### Input records

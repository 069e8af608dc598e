//! Cumulative frequencies over an arbitrary closed integer domain.
//!
//! [`IndexedRangeAccumulator`] is a Binary Indexed Tree (Fenwick tree) whose
//! domain `[min, max]` need not start at 1: it may start higher, dip below
//! zero, or sit anywhere else on the `i64` line. Point adjustments and
//! prefix/range queries all run in O(log n), where n is the domain width.
//!
//! ```
//! use rangefreq::IndexedRangeAccumulator;
//!
//! let mut scores = IndexedRangeAccumulator::from_values([-2, -1, 0, 0], -2, 0).unwrap();
//! assert_eq!(scores.query_range(-2, 0), 4);
//! assert_eq!(scores.query_range(-2, -1), 2);
//!
//! scores.adjust(0, -1);
//! assert_eq!(scores.frequency(0), 1);
//! ```
pub mod core;

pub use crate::core::error::InvalidRangeError;
#[cfg(feature = "serde")]
pub use crate::core::error::SnapshotError;

use crate::core::bits::{least_significant_bit, most_significant_bit};
#[cfg(feature = "serde")]
use serde::{Deserialize, Serialize};
use std::ops::{Bound, RangeBounds};

/// An offset-capable Binary Indexed Tree of signed frequencies.
///
/// The backing array holds `max - min + 2` slots. Slot 0 is an unused sentinel
/// and slots `1..` hold Fenwick partial sums. A domain value `v` lives at slot
/// `v + offset`, where `offset = 1 - min`, so `min` always maps to slot 1.
///
/// Adjustments outside `[min, max]` are silently ignored. Queries below `min`
/// yield 0, and queries above `max` are clamped to `max`.
///
/// The structure is single-owner. Callers sharing one across threads must
/// guard every call with the same lock, since an adjustment touches several
/// slots non-atomically.
///
/// # Examples
///
/// ```
/// use rangefreq::IndexedRangeAccumulator;
///
/// let ages = IndexedRangeAccumulator::from_values([25, 27, 27, 24], 24, 27).unwrap();
///
/// assert_eq!(ages.query_range(24, 26), 2);
/// assert_eq!(ages.query_range(25, 27), 3);
/// assert_eq!(ages.sum(..), 4);
/// ```
#[cfg_attr(feature = "serde", derive(Serialize, Deserialize))]
#[cfg_attr(feature = "serde", serde(try_from = "Snapshot", into = "Snapshot"))]
#[derive(Debug, Clone, PartialEq, Eq, Hash)]
pub struct IndexedRangeAccumulator {
    inner: Vec<i64>,
    offset: i128,
    min: i64,
    max: i64,
}

impl IndexedRangeAccumulator {
    /// Makes an accumulator over the closed domain `[min, max]` with every
    /// frequency at zero.
    ///
    /// # Errors
    ///
    /// Fails with [`InvalidRangeError`] when `min > max`, or when the domain is
    /// too wide for its backing array to be allocated.
    ///
    /// # Examples
    ///
    /// ```
    /// use rangefreq::IndexedRangeAccumulator;
    ///
    /// let accumulator = IndexedRangeAccumulator::new(-10, 10).unwrap();
    /// assert_eq!(accumulator.span(), 21);
    /// assert_eq!(accumulator.offset(), 11);
    ///
    /// assert!(IndexedRangeAccumulator::new(3, 2).is_err());
    /// ```
    pub fn new(min: i64, max: i64) -> Result<Self, InvalidRangeError> {
        if min > max {
            return Err(InvalidRangeError { min, max });
        }

        let length = usize::try_from(max as i128 - min as i128 + 2)
            .map_err(|_| InvalidRangeError { min, max })?;

        let mut inner = Vec::new();
        inner
            .try_reserve_exact(length)
            .map_err(|_| InvalidRangeError { min, max })?;
        inner.resize(length, 0);

        let offset = 1 - min as i128;

        #[cfg(feature = "tracing")]
        tracing::debug!(min, max, %offset, length = length as u64, "accumulator allocated");

        Ok(Self {
            inner,
            offset,
            min,
            max,
        })
    }

    /// Makes an accumulator over `[1, max]`, the classic origin-anchored tree.
    ///
    /// # Errors
    ///
    /// Fails with [`InvalidRangeError`] when `max < 1`.
    ///
    /// # Examples
    ///
    /// ```
    /// use rangefreq::IndexedRangeAccumulator;
    ///
    /// let accumulator = IndexedRangeAccumulator::up_to(1000).unwrap();
    /// assert_eq!(accumulator.min(), 1);
    /// assert_eq!(accumulator.offset(), 0);
    /// ```
    pub fn up_to(max: i64) -> Result<Self, InvalidRangeError> {
        Self::new(1, max)
    }

    /// Makes an accumulator over `[min, max]` and counts one occurrence of every
    /// value in `values`. Duplicates accumulate, and values outside the domain
    /// are ignored.
    ///
    /// # Errors
    ///
    /// Fails with [`InvalidRangeError`] under the same conditions as [`new`].
    ///
    /// [`new`]: IndexedRangeAccumulator::new
    ///
    /// # Examples
    ///
    /// ```
    /// use rangefreq::IndexedRangeAccumulator;
    ///
    /// let accumulator = IndexedRangeAccumulator::from_values([5, 5, 7], 0, 10).unwrap();
    /// assert_eq!(accumulator.query_range(4, 6), 2);
    /// assert_eq!(accumulator.total(), 3);
    /// ```
    pub fn from_values(
        values: impl IntoIterator<Item = i64>,
        min: i64,
        max: i64,
    ) -> Result<Self, InvalidRangeError> {
        let mut accumulator = Self::new(min, max)?;
        accumulator.extend(values);

        Ok(accumulator)
    }

    /// Smallest value of the domain.
    pub fn min(&self) -> i64 {
        self.min
    }

    /// Largest value of the domain.
    pub fn max(&self) -> i64 {
        self.max
    }

    /// The constant mapping a domain value onto its 1-based slot. Always `1 - min`.
    pub fn offset(&self) -> i128 {
        self.offset
    }

    /// Number of values in the domain, `max - min + 1`.
    pub fn span(&self) -> usize {
        self.inner.len() - 1
    }

    fn internal_index(&self, value: i64) -> i128 {
        value as i128 + self.offset
    }

    fn last_index(&self) -> usize {
        self.inner.len() - 1
    }

    /// Adds `by` to the frequency registered at `v`. `by` may be negative.
    ///
    /// Values outside `[min, max]` are a silent no-op: nothing is written and
    /// no error is raised.
    ///
    /// Slots hold sums modulo 2^64, so intermediate partial sums may wrap while
    /// every answer that fits in an `i64` stays exact.
    ///
    /// # Examples
    ///
    /// ```
    /// use rangefreq::IndexedRangeAccumulator;
    ///
    /// let mut accumulator = IndexedRangeAccumulator::new(0, 10).unwrap();
    /// accumulator.adjust(3, 4);
    /// accumulator.adjust(3, -1);
    /// accumulator.adjust(11, 100);
    ///
    /// assert_eq!(accumulator.query(10), 3);
    /// ```
    pub fn adjust(&mut self, v: i64, by: i64) {
        let idx = self.internal_index(v);
        if idx <= 0 || idx >= self.inner.len() as i128 {
            #[cfg(feature = "tracing")]
            tracing::trace!(
                value = v,
                by,
                min = self.min,
                max = self.max,
                "ignoring adjustment outside domain"
            );
            return;
        }

        let mut current_idx = idx as usize;
        while current_idx < self.inner.len() {
            self.inner[current_idx] = self.inner[current_idx].wrapping_add(by);
            current_idx += least_significant_bit(current_idx);
        }
    }

    fn prefix_sum(&self, idx: i128) -> i64 {
        if idx <= 0 {
            return 0;
        }

        let mut sum: i64 = 0;
        let mut current_idx = idx.min(self.last_index() as i128) as usize;
        while current_idx > 0 {
            sum = sum.wrapping_add(self.inner[current_idx]);
            current_idx -= least_significant_bit(current_idx);
        }

        sum
    }

    /// Cumulative frequency of every value in `[min, a]`.
    ///
    /// Returns 0 when `a < min`. A query above `max` is clamped to `max`.
    ///
    /// # Examples
    ///
    /// ```
    /// use rangefreq::IndexedRangeAccumulator;
    ///
    /// let accumulator = IndexedRangeAccumulator::from_values([2, 4, 4], 1, 5).unwrap();
    /// assert_eq!(accumulator.query(0), 0);
    /// assert_eq!(accumulator.query(3), 1);
    /// assert_eq!(accumulator.query(4), 3);
    /// assert_eq!(accumulator.query(99), 3);
    /// ```
    pub fn query(&self, a: i64) -> i64 {
        self.prefix_sum(self.internal_index(a))
    }

    /// Cumulative frequency of every value in the closed interval `[a, b]`,
    /// computed as `query(b) - query(a - 1)`.
    ///
    /// `a > b` is not special-cased: the difference is returned as is and may
    /// be negative. Use [`sum`] for range syntax where empty ranges yield 0.
    ///
    /// [`sum`]: IndexedRangeAccumulator::sum
    pub fn query_range(&self, a: i64, b: i64) -> i64 {
        self.prefix_sum(self.internal_index(b))
            .wrapping_sub(self.prefix_sum(self.internal_index(a) - 1))
    }

    /// Cumulative frequency over any range of domain values.
    ///
    /// Unbounded ends extend to the edge of the domain, and an empty range
    /// yields 0.
    ///
    /// # Examples
    ///
    /// ```
    /// use rangefreq::IndexedRangeAccumulator;
    ///
    /// let accumulator = IndexedRangeAccumulator::from_values([-3, 0, 0, 2], -5, 5).unwrap();
    /// assert_eq!(accumulator.sum(..), 4);
    /// assert_eq!(accumulator.sum(..0), 1);
    /// assert_eq!(accumulator.sum(0..=2), 3);
    /// assert_eq!(accumulator.sum(1..), 1);
    /// assert_eq!(accumulator.sum(2..2), 0);
    /// ```
    pub fn sum(&self, range: impl RangeBounds<i64>) -> i64 {
        let start = match range.start_bound() {
            Bound::Included(&a) => self.internal_index(a),
            Bound::Excluded(&a) => self.internal_index(a) + 1,
            Bound::Unbounded => 1,
        };
        let end = match range.end_bound() {
            Bound::Included(&b) => self.internal_index(b),
            Bound::Excluded(&b) => self.internal_index(b) - 1,
            Bound::Unbounded => self.last_index() as i128,
        };

        if start > end {
            return 0;
        }

        self.prefix_sum(end).wrapping_sub(self.prefix_sum(start - 1))
    }

    /// Net frequency registered at exactly `v`.
    pub fn frequency(&self, v: i64) -> i64 {
        self.query_range(v, v)
    }

    /// Sum of every adjustment applied inside the domain.
    pub fn total(&self) -> i64 {
        self.prefix_sum(self.last_index() as i128)
    }

    /// Returns the smallest domain value whose cumulative frequency reaches
    /// `target`, or `None` if `total() < target`.
    ///
    /// The answer is only meaningful while every per-value frequency is
    /// non-negative, i.e. while the prefix sums are monotone.
    ///
    /// # Examples
    ///
    /// ```
    /// use rangefreq::IndexedRangeAccumulator;
    ///
    /// let accumulator = IndexedRangeAccumulator::from_values([-4, 1, 1, 3], -5, 5).unwrap();
    /// assert_eq!(accumulator.lower_bound(1), Some(-4));
    /// assert_eq!(accumulator.lower_bound(2), Some(1));
    /// assert_eq!(accumulator.lower_bound(3), Some(1));
    /// assert_eq!(accumulator.lower_bound(4), Some(3));
    /// assert_eq!(accumulator.lower_bound(5), None);
    /// ```
    pub fn lower_bound(&self, target: i64) -> Option<i64> {
        let length = self.last_index();
        let mut remaining = target;
        let mut idx = 0;
        let mut step = most_significant_bit(length);
        while step > 0 {
            let next = idx + step;
            if next <= length && self.inner[next] < remaining {
                idx = next;
                remaining = remaining.wrapping_sub(self.inner[next]);
            }
            step >>= 1;
        }

        // idx is the last slot whose prefix falls short of target.
        if idx < length {
            Some(self.min + idx as i64)
        } else {
            None
        }
    }

    /// Resets every frequency to zero, keeping the domain.
    pub fn clear(&mut self) {
        self.inner.iter_mut().for_each(|slot| *slot = 0);
    }
}

impl Extend<i64> for IndexedRangeAccumulator {
    /// Counts one occurrence of every yielded value.
    fn extend<T: IntoIterator<Item = i64>>(&mut self, iter: T) {
        iter.into_iter().for_each(|value| self.adjust(value, 1));
    }
}

impl<'a> Extend<&'a i64> for IndexedRangeAccumulator {
    fn extend<T: IntoIterator<Item = &'a i64>>(&mut self, iter: T) {
        self.extend(iter.into_iter().copied());
    }
}

#[cfg(feature = "serde")]
#[derive(Serialize, Deserialize)]
struct Snapshot {
    min: i64,
    max: i64,
    tree: Vec<i64>,
}

#[cfg(feature = "serde")]
impl From<IndexedRangeAccumulator> for Snapshot {
    fn from(accumulator: IndexedRangeAccumulator) -> Self {
        Snapshot {
            min: accumulator.min,
            max: accumulator.max,
            tree: accumulator.inner,
        }
    }
}

#[cfg(feature = "serde")]
impl TryFrom<Snapshot> for IndexedRangeAccumulator {
    type Error = SnapshotError;

    fn try_from(snapshot: Snapshot) -> Result<Self, Self::Error> {
        let mut accumulator = Self::new(snapshot.min, snapshot.max)?;
        if snapshot.tree.len() != accumulator.inner.len() {
            return Err(SnapshotError::Length {
                expected: accumulator.inner.len(),
                actual: snapshot.tree.len(),
            });
        }
        if snapshot.tree[0] != 0 {
            return Err(SnapshotError::Sentinel(snapshot.tree[0]));
        }

        accumulator.inner = snapshot.tree;

        Ok(accumulator)
    }
}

### What to work on
Extract each line from the listing that holds the word "with".

### Result of the task
/// guard every call with the same lock, since an adjustment touches several
    /// Makes an accumulator over the closed domain `[min, max]` with every
    /// Fails with [`InvalidRangeError`] when `min > max`, or when the domain is
    /// Fails with [`InvalidRangeError`] when `max < 1`.
    /// Fails with [`InvalidRangeError`] under the same conditions as [`new`].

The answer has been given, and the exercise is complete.